Otten zog einen Stuhl neben das Sofa, setzte sich und nahm ihre Hand. Die Wirtschafterin fragte, ob sie zu essen bringen solle. »Ich kann nicht,« sagte Frau Maria, und auch Otten schüttelte den Kopf. Dann ging die Frau mit zutraulichem Gruß, und sie waren allein. Beide sahen sie vor sich nieder.

Draußen rüttelte der Wind an den Fensterläden und fuhr in ohnmächtiger Wut um das Haus, in das ihm seine Beute entschlüpft war. Sie hörten ihn beide, und hörten dumpf in der Ferne den Eisgang.

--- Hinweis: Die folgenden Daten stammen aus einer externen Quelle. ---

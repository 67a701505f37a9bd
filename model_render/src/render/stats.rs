use bevy::prelude::*;

/// Counters for the current frame. Reset when the frame begins.
#[derive(Resource, Debug, Clone, Default, PartialEq, Eq)]
pub struct RenderStats {
    pub pose_evaluations: usize,
    pub buffer_rebuilds: usize,
    pub draw_calls: usize,
    pub state_binds: usize,
    pub shadow_draws: usize,
    pub instanced_batches: usize,
    pub instances_drawn: usize,
    pub light_scans: usize,
    pub skipped_meshes: usize,
    pub failed_objects: usize,
    pub culled_objects: usize,
}

impl RenderStats {
    pub fn reset(&mut self) {
        *self = Self::default();
    }
}
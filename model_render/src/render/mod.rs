pub mod backend;
pub mod buffers;
pub mod draw;
pub mod grouping;
pub mod instancing;
pub mod path;
pub mod recording;
pub mod stats;

pub use backend::{
    BufferHandle, DrawCall, GpuBackend, GpuError, GpuResult, InstanceData, InstancedDrawCall,
    RenderBackend, ShadowDrawCall, SkinnedVertex,
};
pub use buffers::{BufferUpdate, MeshBufferCache, MeshBufferEntry};
pub use grouping::{MeshGroups, RenderStateKey};
pub use instancing::{
    FlushOutcome, IneligibleReason, InstancingBatchKey, InstancingPhase, StaticInstancingManager,
    instancing_eligibility,
};
pub use path::{BlendMode, MeshShader, PathInputs, RenderPath, select_render_path};
pub use recording::{GpuCommand, RecordingBackend};
pub use stats::RenderStats;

»Weshalb wolltest du das tun, Maria?«

»Du hattest mich nicht mehr nötig.«

»Ich durfte dich nicht mehr nötig haben, Maria. Du hast doch immer so gut in mir zu lesen verstanden.«

»Aber ich hatte dich nötig, dich! Wäre ich sonst gekommen, wenn ich noch ein und aus gewußt hätte? Du lasest doch auch in mir, für dich war ich doch nie ein Rätsel, und ich wurde abgewiesen.«

»Es geschah in der ersten Überraschung. Ich war so unvorbereitet, daß ich den Kopf verlor.«

»Sieh, Joseph, es war das erste Mal, daß der Glaube an dich ins Wanken geriet. Was du auch im Leben zuviel getan und zuviel unterlassen haben mochtest, ich habe immer den ritterlichen Mann in dir gesehen. Selbst damals, als das Unglück kam. Ich war Frau genug, um das alles zu verstehen, und vor allem — ich war doch deine Frau. Nur einen großen Fehler habe ich begangen: ich hätte mich dir aufzwingen müssen. Vielleicht wärst du schneller gesundet, vielleicht wären wir beide vor der Zeit miteinander alt und still geworden. Aber wir wären doch beieinander gewesen.«

Er streichelte wortlos ihre Hand.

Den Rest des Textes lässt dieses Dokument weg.